WHAT THE TASK ASKS
Line by line, reproduce the material below exactly.

DATA PROVIDED

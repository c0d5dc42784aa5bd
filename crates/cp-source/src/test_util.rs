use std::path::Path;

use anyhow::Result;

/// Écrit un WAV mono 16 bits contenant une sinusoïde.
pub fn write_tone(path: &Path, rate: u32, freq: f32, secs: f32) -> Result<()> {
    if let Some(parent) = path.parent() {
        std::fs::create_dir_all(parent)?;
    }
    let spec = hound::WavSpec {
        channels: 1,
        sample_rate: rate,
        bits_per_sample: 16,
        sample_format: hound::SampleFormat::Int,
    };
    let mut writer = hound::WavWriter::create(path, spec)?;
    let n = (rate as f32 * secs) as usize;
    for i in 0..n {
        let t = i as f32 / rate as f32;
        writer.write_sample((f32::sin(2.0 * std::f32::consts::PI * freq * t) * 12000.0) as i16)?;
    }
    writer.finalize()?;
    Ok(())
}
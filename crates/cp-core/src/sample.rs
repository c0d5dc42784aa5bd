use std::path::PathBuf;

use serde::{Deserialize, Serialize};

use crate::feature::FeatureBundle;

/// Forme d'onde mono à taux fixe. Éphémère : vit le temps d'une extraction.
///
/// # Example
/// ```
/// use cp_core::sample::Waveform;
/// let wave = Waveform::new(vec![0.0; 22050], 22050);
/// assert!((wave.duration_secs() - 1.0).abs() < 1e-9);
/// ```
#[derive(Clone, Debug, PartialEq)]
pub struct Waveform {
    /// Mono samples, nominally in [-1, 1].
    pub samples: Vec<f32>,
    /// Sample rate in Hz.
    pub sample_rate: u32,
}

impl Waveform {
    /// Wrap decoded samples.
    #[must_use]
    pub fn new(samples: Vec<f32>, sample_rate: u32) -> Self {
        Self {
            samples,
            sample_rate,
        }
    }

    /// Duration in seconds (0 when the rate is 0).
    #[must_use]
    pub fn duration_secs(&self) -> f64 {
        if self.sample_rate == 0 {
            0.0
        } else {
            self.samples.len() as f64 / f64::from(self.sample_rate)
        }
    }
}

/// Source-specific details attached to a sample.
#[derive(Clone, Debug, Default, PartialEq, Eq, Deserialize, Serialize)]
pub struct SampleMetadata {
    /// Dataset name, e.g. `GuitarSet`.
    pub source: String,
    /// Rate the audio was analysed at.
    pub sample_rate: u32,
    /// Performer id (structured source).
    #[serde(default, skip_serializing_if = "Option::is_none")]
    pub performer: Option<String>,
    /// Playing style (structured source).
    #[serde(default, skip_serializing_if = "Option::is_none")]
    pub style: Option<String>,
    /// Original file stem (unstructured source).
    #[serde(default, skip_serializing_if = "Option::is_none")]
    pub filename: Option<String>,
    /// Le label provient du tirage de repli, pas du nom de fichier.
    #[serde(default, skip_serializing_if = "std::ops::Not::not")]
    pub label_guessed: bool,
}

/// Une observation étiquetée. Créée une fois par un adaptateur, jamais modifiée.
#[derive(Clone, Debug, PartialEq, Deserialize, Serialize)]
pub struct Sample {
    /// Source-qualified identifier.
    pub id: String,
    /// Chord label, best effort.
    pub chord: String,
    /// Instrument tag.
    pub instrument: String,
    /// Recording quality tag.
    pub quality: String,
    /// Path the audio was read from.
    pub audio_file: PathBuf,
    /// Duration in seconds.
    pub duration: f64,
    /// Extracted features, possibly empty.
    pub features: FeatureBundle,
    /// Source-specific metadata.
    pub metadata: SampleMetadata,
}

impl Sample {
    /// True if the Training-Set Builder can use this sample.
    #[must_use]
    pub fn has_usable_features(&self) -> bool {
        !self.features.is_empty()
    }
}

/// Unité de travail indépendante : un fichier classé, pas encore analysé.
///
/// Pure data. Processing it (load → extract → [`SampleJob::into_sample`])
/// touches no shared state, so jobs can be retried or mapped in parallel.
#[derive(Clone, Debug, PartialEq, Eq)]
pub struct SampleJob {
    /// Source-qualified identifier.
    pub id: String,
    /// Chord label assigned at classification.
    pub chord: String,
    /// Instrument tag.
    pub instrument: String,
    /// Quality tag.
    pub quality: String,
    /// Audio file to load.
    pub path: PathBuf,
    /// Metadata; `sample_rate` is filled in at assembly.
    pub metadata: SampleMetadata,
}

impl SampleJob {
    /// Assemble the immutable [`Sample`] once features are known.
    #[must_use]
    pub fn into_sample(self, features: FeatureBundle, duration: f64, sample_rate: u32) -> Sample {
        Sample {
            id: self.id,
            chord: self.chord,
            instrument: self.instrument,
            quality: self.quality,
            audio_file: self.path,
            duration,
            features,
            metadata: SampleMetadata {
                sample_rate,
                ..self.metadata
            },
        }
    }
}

THE ANSWER
repository c0d5dc42784aa5bd
filename crates/cp-source/src/test_util.rs
use std::path::Path;

use anyhow::Result;

/// Écrit un WAV mono 16 bits contenant une sinusoïde.
pub fn write_tone(path: &Path, rate: u32, freq: f32, secs: f32) -> Result<()> {
    if let Some(parent) = path.parent() {
        std::fs::create_dir_all(parent)?;
    }
    let spec = hound::WavSpec {
        channels: 1,
        sample_rate: rate,
        bits_per_sample: 16,
        sample_format: hound::SampleFormat::Int,
    };
    let mut writer = hound::WavWriter::create(path, spec)?;
    let n = (rate as f32 * secs) as usize;
    for i in 0..n {
        let t = i as f32 / rate as f32;
        writer.write_sample((f32::sin(2.0 * std::f32::consts::PI * freq * t) * 12000.0) as i16)?;
    }
    writer.finalize()?;
    Ok(())
}
filename crates/cp-core/src/sample.rs
repository c0d5dc42784aa5bd
use std::path::PathBuf;

use serde::{Deserialize, Serialize};

use crate::feature::FeatureBundle;

/// Forme d'onde mono à taux fixe. Éphémère : vit le temps d'une extraction.
///
/// # Example
/// ```
/// use cp_core::sample::Waveform;
/// let wave = Waveform::new(vec![0.0; 22050], 22050);
/// assert!((wave.duration_secs() - 1.0).abs() < 1e-9);
/// ```
#[derive(Clone, Debug, PartialEq)]
pub struct Waveform {
    /// Mono samples, nominally in [-1, 1].
    pub samples: Vec<f32>,
    /// Sample rate in Hz.
    pub sample_rate: u32,
}

impl Waveform {
    /// Wrap decoded samples.
    #[must_use]
    pub fn new(samples: Vec<f32>, sample_rate: u32) -> Self {
        Self {
            samples,
            sample_rate,
        }
    }

    /// Duration in seconds (0 when the rate is 0).
    #[must_use]
    pub fn duration_secs(&self) -> f64 {
        if self.sample_rate == 0 {
            0.0
        } else {
            self.samples.len() as f64 / f64::from(self.sample_rate)
        }
    }
}

/// Source-specific details attached to a sample.
#[derive(Clone, Debug, Default, PartialEq, Eq, Deserialize, Serialize)]
pub struct SampleMetadata {
    /// Dataset name, e.g. `GuitarSet`.
    pub source: String,
    /// Rate the audio was analysed at.
    pub sample_rate: u32,
    /// Performer id (structured source).
    #[serde(default, skip_serializing_if = "Option::is_none")]
    pub performer: Option<String>,
    /// Playing style (structured source).
    #[serde(default, skip_serializing_if = "Option::is_none")]
    pub style: Option<String>,
    /// Original file stem (unstructured source).
    #[serde(default, skip_serializing_if = "Option::is_none")]
    pub filename: Option<String>,
    /// Le label provient du tirage de repli, pas du nom de fichier.
    #[serde(default, skip_serializing_if = "std::ops::Not::not")]
    pub label_guessed: bool,
}

/// Une observation étiquetée. Créée une fois par un adaptateur, jamais modifiée.
#[derive(Clone, Debug, PartialEq, Deserialize, Serialize)]
pub struct Sample {
    /// Source-qualified identifier.
    pub id: String,
    /// Chord label, best effort.
    pub chord: String,
    /// Instrument tag.
    pub instrument: String,
    /// Recording quality tag.
    pub quality: String,
    /// Path the audio was read from.
    pub audio_file: PathBuf,
    /// Duration in seconds.
    pub duration: f64,
    /// Extracted features, possibly empty.
    pub features: FeatureBundle,
    /// Source-specific metadata.
    pub metadata: SampleMetadata,
}

impl Sample {
    /// True if the Training-Set Builder can use this sample.
    #[must_use]
    pub fn has_usable_features(&self) -> bool {
        !self.features.is_empty()
    }
}

/// Unité de travail indépendante : un fichier classé, pas encore analysé.
///
/// Pure data. Processing it (load → extract → [`SampleJob::into_sample`])
/// touches no shared state, so jobs can be retried or mapped in parallel.
#[derive(Clone, Debug, PartialEq, Eq)]
pub struct SampleJob {
    /// Source-qualified identifier.
    pub id: String,
    /// Chord label assigned at classification.
    pub chord: String,
    /// Instrument tag.
    pub instrument: String,
    /// Quality tag.
    pub quality: String,
    /// Audio file to load.
    pub path: PathBuf,
    /// Metadata; `sample_rate` is filled in at assembly.
    pub metadata: SampleMetadata,
}

impl SampleJob {
    /// Assemble the immutable [`Sample`] once features are known.
    #[must_use]
    pub fn into_sample(self, features: FeatureBundle, duration: f64, sample_rate: u32) -> Sample {
        Sample {
            id: self.id,
            chord: self.chord,
            instrument: self.instrument,
            quality: self.quality,
            audio_file: self.path,
            duration,
            features,
            metadata: SampleMetadata {
                sample_rate,
                ..self.metadata
            },
        }
    }
}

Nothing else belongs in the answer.